### TASK DATA
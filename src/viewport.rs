// ============================================================================
// VIEWPORT: pan/zoom state and screen ↔ document coordinate mapping
// ============================================================================
//
// Screen points are in the host's display units (CSS pixels, logical points).
// `SurfaceLayout` maps them onto the display surface's buffer pixels; the
// translation and scale then map buffer pixels onto document pixels:
//
//     local    = (screen − origin) / pixel_ratio
//     document = (local − translation) / scale

use egui::{Pos2, Vec2, pos2, vec2};

/// Where the display surface sits on screen and how many display units one
/// of its buffer pixels covers.
#[derive(Clone, Copy, Debug, PartialEq)]
pub struct SurfaceLayout {
    pub origin: Pos2,
    pub pixel_ratio: Vec2,
}

impl Default for SurfaceLayout {
    fn default() -> Self {
        Self {
            origin: Pos2::ZERO,
            pixel_ratio: vec2(1.0, 1.0),
        }
    }
}

#[derive(Clone, Copy, Debug)]
struct PinchState {
    start_distance: f32,
    start_scale: f32,
    /// Document point that was under the midpoint when the pinch began.
    anchor: Pos2,
}

#[derive(Clone, Copy, Debug)]
struct PanState {
    start_local: Pos2,
    start_translation: Vec2,
}

#[derive(Clone, Debug)]
pub struct ViewportTransform {
    pub translation: Vec2,
    scale: f32,
    min_scale: f32,
    max_scale: f32,
    zoom_step: f32,
    pub layout: SurfaceLayout,
    pinch: Option<PinchState>,
    pan: Option<PanState>,
}

impl Default for ViewportTransform {
    fn default() -> Self {
        Self::new(0.1, 10.0, 1.2)
    }
}

impl ViewportTransform {
    pub fn new(min_scale: f32, max_scale: f32, zoom_step: f32) -> Self {
        let min_scale = min_scale.max(f32::EPSILON);
        Self {
            translation: Vec2::ZERO,
            scale: 1.0_f32.clamp(min_scale, max_scale.max(min_scale)),
            min_scale,
            max_scale: max_scale.max(min_scale),
            zoom_step: zoom_step.max(1.0 + f32::EPSILON),
            layout: SurfaceLayout::default(),
            pinch: None,
            pan: None,
        }
    }

    pub fn scale(&self) -> f32 {
        self.scale
    }

    pub fn set_scale(&mut self, scale: f32) {
        self.scale = self.clamp_scale(scale);
    }

    fn clamp_scale(&self, scale: f32) -> f32 {
        if scale.is_nan() {
            return self.scale;
        }
        scale.clamp(self.min_scale, self.max_scale)
    }

    // ---- mapping ------------------------------------------------------------

    fn to_local(&self, screen: Pos2) -> Pos2 {
        let d = screen - self.layout.origin;
        pos2(d.x / self.layout.pixel_ratio.x, d.y / self.layout.pixel_ratio.y)
    }

    fn from_local(&self, local: Pos2) -> Pos2 {
        self.layout.origin + vec2(local.x * self.layout.pixel_ratio.x, local.y * self.layout.pixel_ratio.y)
    }

    pub fn screen_to_document(&self, screen: Pos2) -> Pos2 {
        let local = self.to_local(screen);
        pos2(
            (local.x - self.translation.x) / self.scale,
            (local.y - self.translation.y) / self.scale,
        )
    }

    pub fn document_to_screen(&self, doc: Pos2) -> Pos2 {
        self.from_local(pos2(
            doc.x * self.scale + self.translation.x,
            doc.y * self.scale + self.translation.y,
        ))
    }

    /// Translation that puts document point `doc` under local point `local`.
    fn translation_for(&self, doc: Pos2, local: Pos2) -> Vec2 {
        vec2(local.x - doc.x * self.scale, local.y - doc.y * self.scale)
    }

    // ---- zoom ---------------------------------------------------------------

    pub fn zoom_in(&mut self) {
        self.scale = self.clamp_scale(self.scale * self.zoom_step);
    }

    pub fn zoom_out(&mut self) {
        self.scale = self.clamp_scale(self.scale / self.zoom_step);
    }

    /// Zoom while keeping the document point under `anchor` (screen) fixed.
    pub fn zoom_around(&mut self, factor: f32, anchor: Pos2) {
        let doc = self.screen_to_document(anchor);
        self.scale = self.clamp_scale(self.scale * factor);
        self.translation = self.translation_for(doc, self.to_local(anchor));
    }

    pub fn reset(&mut self) {
        self.translation = Vec2::ZERO;
        self.scale = self.clamp_scale(1.0);
        self.pinch = None;
        self.pan = None;
    }

    /// Scale and centre a `canvas` (document pixels) inside a `container`
    /// (surface buffer pixels).
    pub fn fit_to(&mut self, container: Vec2, canvas: Vec2) {
        if canvas.x <= 0.0 || canvas.y <= 0.0 {
            return;
        }
        self.scale = self.clamp_scale((container.x / canvas.x).min(container.y / canvas.y));
        self.translation = vec2(
            (container.x - canvas.x * self.scale) / 2.0,
            (container.y - canvas.y * self.scale) / 2.0,
        );
    }

    // ---- pinch --------------------------------------------------------------

    pub fn pinch_start(&mut self, a: Pos2, b: Pos2) {
        let distance = a.distance(b);
        if distance <= f32::EPSILON {
            return;
        }
        let mid = pos2((a.x + b.x) / 2.0, (a.y + b.y) / 2.0);
        self.pan = None;
        self.pinch = Some(PinchState {
            start_distance: distance,
            start_scale: self.scale,
            anchor: self.screen_to_document(mid),
        });
    }

    /// New scale = start scale × distance ratio, clamped; the document point
    /// under the starting midpoint follows the current midpoint.
    pub fn pinch_update(&mut self, a: Pos2, b: Pos2) {
        let Some(pinch) = self.pinch else { return };
        let distance = a.distance(b);
        let mid = pos2((a.x + b.x) / 2.0, (a.y + b.y) / 2.0);
        self.scale = self.clamp_scale(pinch.start_scale * distance / pinch.start_distance);
        self.translation = self.translation_for(pinch.anchor, self.to_local(mid));
    }

    pub fn pinch_end(&mut self) {
        self.pinch = None;
    }

    pub fn is_pinching(&self) -> bool {
        self.pinch.is_some()
    }

    // ---- pan ----------------------------------------------------------------

    pub fn pan_start(&mut self, screen: Pos2) {
        self.pan = Some(PanState {
            start_local: self.to_local(screen),
            start_translation: self.translation,
        });
    }

    pub fn pan_update(&mut self, screen: Pos2) {
        let Some(pan) = self.pan else { return };
        self.translation = pan.start_translation + (self.to_local(screen) - pan.start_local);
    }

    pub fn pan_end(&mut self) {
        self.pan = None;
    }

    pub fn is_panning(&self) -> bool {
        self.pan.is_some()
    }

    /// Pan by a screen-space delta.
    pub fn pan_by(&mut self, delta: Vec2) {
        self.translation += vec2(delta.x / self.layout.pixel_ratio.x, delta.y / self.layout.pixel_ratio.y);
    }
}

### WHAT YOU SHOULD DO
Each line above that contains the string "onto" should be copied.

### REPLY
// `SurfaceLayout` maps them onto the display surface's buffer pixels; the
// translation and scale then map buffer pixels onto document pixels:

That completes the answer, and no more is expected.